Jean’s Bothy provides mental health support to the Helensburgh and Lomond community. It is a newly co-produced hub model between Argyll and Bute Health and Social Care Partnership (HSCP) and ENABLE Scotland, reaching more people than the previously commissioned service.
The bothy creates a warm and welcoming space to support people who are lonely, isolated and have poor mental health, helping them gain a sense of well-being whilst increasing their confidence and achieving social, educational and vocational outcomes – something that members have ownership of in both design and implementation.
The hub is the result of the work of a whole community of stakeholders, including users of mental health services, Naval Welfare Services, Argyll and Bute HSCP, the local third sector interface, the local community council, ENABLE Scotland and other voluntary sector groups (a recovery café and a women’s group), and the fire brigade.
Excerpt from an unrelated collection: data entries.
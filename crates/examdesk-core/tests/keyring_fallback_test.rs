//! Integration tests for key rotation and fallback
//!
//! Uses a scripted in-process transport so no network access is needed.

use async_trait::async_trait;
use examdesk_core::{
    Config, ExamDeskError, Generation, GenerationRequest, GenerationSettings,
    GenerationTransport, KeyRing, SlotHealth, TransportError, Usage,
};
use std::collections::HashMap;
use std::sync::{Arc, Mutex};

#[derive(Clone)]
enum Behavior {
    Answer(&'static str),
    RateLimited,
    QuotaMessage,
    ServerError,
    Offline,
}

/// Answers per key according to a script and records every call
struct ScriptedTransport {
    script: HashMap<String, Behavior>,
    calls: Mutex<Vec<(String, String)>>,
}

impl ScriptedTransport {
    fn new(script: &[(&str, Behavior)]) -> Arc<Self> {
        Arc::new(Self {
            script: script
                .iter()
                .map(|(k, b)| (k.to_string(), b.clone()))
                .collect(),
            calls: Mutex::new(Vec::new()),
        })
    }

    fn keys_called(&self) -> Vec<String> {
        self.calls
            .lock()
            .unwrap()
            .iter()
            .map(|(k, _)| k.clone())
            .collect()
    }

    fn prompts(&self) -> Vec<String> {
        self.calls
            .lock()
            .unwrap()
            .iter()
            .map(|(_, p)| p.clone())
            .collect()
    }
}

#[async_trait]
impl GenerationTransport for ScriptedTransport {
    async fn generate(
        &self,
        api_key: &str,
        request: &GenerationRequest,
    ) -> Result<Generation, TransportError> {
        self.calls
            .lock()
            .unwrap()
            .push((api_key.to_string(), request.prompt.clone()));

        match self.script.get(api_key).cloned().unwrap_or(Behavior::Offline) {
            Behavior::Answer(text) => Ok(Generation {
                text: text.to_string(),
                usage: Some(Usage {
                    prompt_tokens: 4,
                    completion_tokens: 6,
                    total_tokens: 10,
                }),
            }),
            Behavior::RateLimited => Err(TransportError::Http {
                status: 429,
                message: "Too Many Requests".to_string(),
            }),
            Behavior::QuotaMessage => Err(TransportError::Http {
                status: 403,
                message: "Quota exceeded for this project".to_string(),
            }),
            Behavior::ServerError => Err(TransportError::Http {
                status: 500,
                message: "Internal error".to_string(),
            }),
            Behavior::Offline => Err(TransportError::Network("connection refused".to_string())),
        }
    }
}

fn ring(transport: Arc<ScriptedTransport>, keys: &[&str]) -> KeyRing {
    let mut ring = KeyRing::new(transport, GenerationSettings::default());
    for key in keys {
        ring.add_credential(*key);
    }
    ring
}

fn key_names(n: usize) -> Vec<String> {
    (0..n).map(|i| format!("key-{i}")).collect()
}

#[tokio::test]
async fn test_single_healthy_slot_found_from_any_start() {
    for n in 1..=5 {
        for healthy in 0..n {
            for start in 0..n {
                let keys = key_names(n);
                let script: Vec<(&str, Behavior)> = keys
                    .iter()
                    .enumerate()
                    .map(|(i, k)| {
                        let behavior = if i == healthy {
                            Behavior::Answer("ok")
                        } else if i % 2 == 0 {
                            Behavior::RateLimited
                        } else {
                            Behavior::ServerError
                        };
                        (k.as_str(), behavior)
                    })
                    .collect();
                let transport = ScriptedTransport::new(&script);
                let key_refs: Vec<&str> = keys.iter().map(String::as_str).collect();
                let mut ring = ring(transport.clone(), &key_refs);
                ring.select(start).unwrap();

                let completion = ring.send("question", "").await.unwrap();

                assert_eq!(completion.used_slot_index, healthy, "n={n} start={start}");
                assert_eq!(ring.current_index(), healthy);
                assert!(transport.keys_called().len() <= n);
            }
        }
    }
}

#[tokio::test]
async fn test_all_rate_limited_makes_exactly_n_attempts() {
    for n in 1..=6 {
        let keys = key_names(n);
        let script: Vec<(&str, Behavior)> = keys
            .iter()
            .map(|k| (k.as_str(), Behavior::RateLimited))
            .collect();
        let transport = ScriptedTransport::new(&script);
        let key_refs: Vec<&str> = keys.iter().map(String::as_str).collect();
        let mut ring = ring(transport.clone(), &key_refs);

        let err = ring.send("question", "").await.unwrap_err();

        match err {
            ExamDeskError::AllCredentialsExhausted {
                attempts,
                last_error,
            } => {
                assert_eq!(attempts, n);
                assert!(last_error.contains("429"));
            }
            other => panic!("unexpected error: {other}"),
        }

        let mut called = transport.keys_called();
        assert_eq!(called.len(), n);
        called.sort();
        called.dedup();
        assert_eq!(called.len(), n, "a key was tried twice");

        let report = ring.health_report();
        assert!(report
            .slots
            .iter()
            .all(|s| s.stats.health == SlotHealth::Limited && s.stats.error_count == 1));
    }
}

#[tokio::test]
async fn test_health_classification() {
    let transport = ScriptedTransport::new(&[
        ("a", Behavior::RateLimited),
        ("b", Behavior::QuotaMessage),
        ("c", Behavior::ServerError),
        ("d", Behavior::Answer("Giới hạn là 0")),
    ]);
    let mut ring = ring(transport.clone(), &["a", "b", "c", "d"]);

    let completion = ring.send("Tính giới hạn", "").await.unwrap();
    assert_eq!(completion.message, "Giới hạn là 0");
    assert_eq!(completion.used_slot_index, 3);
    assert_eq!(completion.usage.unwrap().total_tokens, 10);

    let health: Vec<SlotHealth> = ring.slots().iter().map(|s| s.stats.health).collect();
    assert_eq!(
        health,
        vec![
            SlotHealth::Limited,
            SlotHealth::Limited,
            SlotHealth::Error,
            SlotHealth::Active
        ]
    );
    assert!(ring.slots()[2].stats.last_error.as_deref().unwrap().contains("500"));
    assert!(ring.slots().iter().all(|s| s.stats.last_used_at.is_some()));
}

#[tokio::test]
async fn test_fallback_disabled_stops_after_first_failure() {
    let transport =
        ScriptedTransport::new(&[("a", Behavior::Offline), ("b", Behavior::Answer("ok"))]);
    let mut ring = ring(transport.clone(), &["a", "b"]);
    ring.set_fallback_enabled(false);

    let err = ring.send("question", "").await.unwrap_err();
    assert!(matches!(
        err,
        ExamDeskError::AllCredentialsExhausted { attempts: 1, .. }
    ));
    assert_eq!(transport.keys_called(), vec!["a"]);
    assert_eq!(ring.current_index(), 0);
}

#[tokio::test]
async fn test_fallback_disabled_stops_on_rate_limit() {
    let transport =
        ScriptedTransport::new(&[("a", Behavior::RateLimited), ("b", Behavior::Answer("ok"))]);
    let mut ring = ring(transport.clone(), &["a", "b"]);
    ring.set_fallback_enabled(false);

    let err = ring.send("question", "").await.unwrap_err();
    match err {
        ExamDeskError::AllCredentialsExhausted {
            attempts,
            last_error,
        } => {
            assert_eq!(attempts, 1);
            assert!(last_error.contains("429"));
        }
        other => panic!("unexpected error: {other}"),
    }

    assert_eq!(transport.keys_called(), vec!["a"]);
    assert_eq!(ring.slots()[0].stats.health, SlotHealth::Limited);
    assert_eq!(ring.slots()[0].stats.error_count, 1);
    assert_eq!(ring.slots()[1].stats.request_count, 0);
    assert_eq!(ring.slots()[1].stats.health, SlotHealth::Unknown);
    assert_eq!(ring.current_index(), 0);
}

#[tokio::test]
async fn test_rotation_persists_across_calls() {
    let transport = ScriptedTransport::new(&[
        ("a", Behavior::RateLimited),
        ("b", Behavior::Answer("first")),
        ("c", Behavior::Answer("second")),
    ]);
    let mut ring = ring(transport.clone(), &["a", "b", "c"]);

    ring.send("one", "").await.unwrap();
    assert_eq!(ring.current_index(), 1);

    let completion = ring.send("two", "").await.unwrap();
    assert_eq!(completion.used_slot_index, 1);
    assert_eq!(transport.keys_called(), vec!["a", "b", "b"]);
    assert_eq!(ring.slots()[1].stats.request_count, 2);
}

#[tokio::test]
async fn test_not_configured_makes_no_calls() {
    let transport = ScriptedTransport::new(&[]);
    let mut ring = ring(transport.clone(), &[]);

    let err = ring.send("question", "").await.unwrap_err();
    assert!(matches!(err, ExamDeskError::NotConfigured));
    assert!(transport.keys_called().is_empty());
}

#[tokio::test]
async fn test_context_reaches_prompt() {
    let transport = ScriptedTransport::new(&[("a", Behavior::Answer("ok"))]);
    let mut ring = ring(transport.clone(), &["a"]);

    ring.send("Đạo hàm là gì?", "Chương 2: Đạo hàm và vi phân")
        .await
        .unwrap();

    let prompt = &transport.prompts()[0];
    assert!(prompt.contains("Chương 2: Đạo hàm và vi phân"));
    assert!(prompt.contains("Đạo hàm là gì?"));
}

#[tokio::test]
async fn test_check_credential_does_not_rotate() {
    let transport =
        ScriptedTransport::new(&[("a", Behavior::Answer("ok")), ("b", Behavior::RateLimited)]);
    let mut ring = ring(transport.clone(), &["a", "b"]);

    assert_eq!(ring.check_credential(1).await.unwrap(), SlotHealth::Limited);
    assert_eq!(ring.check_credential(0).await.unwrap(), SlotHealth::Active);
    assert_eq!(ring.current_index(), 0);
    assert!(matches!(
        ring.check_credential(2).await,
        Err(ExamDeskError::CredentialNotFound(2))
    ));
}

#[tokio::test]
async fn test_remove_then_add_leaves_no_stale_stats() {
    let transport = ScriptedTransport::new(&[
        ("a", Behavior::RateLimited),
        ("b", Behavior::ServerError),
        ("c", Behavior::Answer("ok")),
    ]);
    let mut ring = ring(transport.clone(), &["a", "b", "c"]);
    ring.send("question", "").await.unwrap();

    ring.remove_credential(1);
    let index = ring.add_credential("d");

    assert_eq!(index, 2);
    assert_eq!(ring.len(), 3);
    let keys: Vec<&str> = ring.slots().iter().map(|s| s.key.as_str()).collect();
    assert_eq!(keys, vec!["a", "c", "d"]);
    assert_eq!(ring.slots()[1].stats.health, SlotHealth::Active);
    assert_eq!(ring.slots()[2].stats.request_count, 0);
    assert_eq!(ring.slots()[2].stats.health, SlotHealth::Unknown);

    let report = ring.health_report();
    assert_eq!(report.slots.len(), 3);
    assert_eq!(report.total_requests, 2);
    assert_eq!(report.total_errors, 1);
}

#[tokio::test]
async fn test_ring_restored_from_config() {
    let mut config = Config::default();
    config.keyring.keys = vec!["a".to_string(), "b".to_string()];
    config.keyring.current_index = 1;

    let transport =
        ScriptedTransport::new(&[("a", Behavior::Answer("from a")), ("b", Behavior::Offline)]);
    let mut ring = KeyRing::from_config(&config.keyring, config.generation.clone(), transport);

    let completion = ring.send("question", "").await.unwrap();
    assert_eq!(completion.message, "from a");
    assert_eq!(ring.to_config().current_index, 0);
}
These stakeholders co-designed the vision for the hub, making sure to carry out consultations and focus groups with the wider community; this allowed the group to properly identify the needs and gaps in local provision for those wanting to improve their mental health.
Now Jean’s Bothy is up and running, it links into statutory provision through referrals from community practice nurses, social work practitioners, and GPs – allowing the HSCP to reduce reliance on statutory provision where appropriate. Friends and family referrals and self-referral are also accepted. A steering group continues to oversee the direction of the hub, with development manager Katrina Sayer employed by ENABLE through BIG Lottery funding for two years.
Katrina’s role is to plan a sustainable future for the bothy, so she’s currently exploring different legal structures the hub could take to ensure that it’s fit for purpose in the longer term. Additional funding has also been granted from local sources such as the Health and Wellbeing Network, the Supporting Communities Fund, and the bank Santander. Argyll and Bute HSCP have also allocated additional funding in its grant contract with Enable for activities taking place within the bothy. These allow for a variety of activities that members want such as woodwork, art, allotment, music therapy, mindfulness and many more.
Finally, wider partnership working is key to the bothy’s sustainability: local businesses have been involved through initiatives such as fitness sessions from a local gym, local builder’s merchants supporting tool donation for an upcycling group, and a number of organisations providing advice sessions and drop-ins. All this has helped to supplement the work of the bothy, bringing far more to service users than an in-house or traditionally contracted service could provide.
As Katrina explains, everyone has mental health, and when support is needed to improve someone’s mental health, Jean’s Bothy is there as a welcoming place.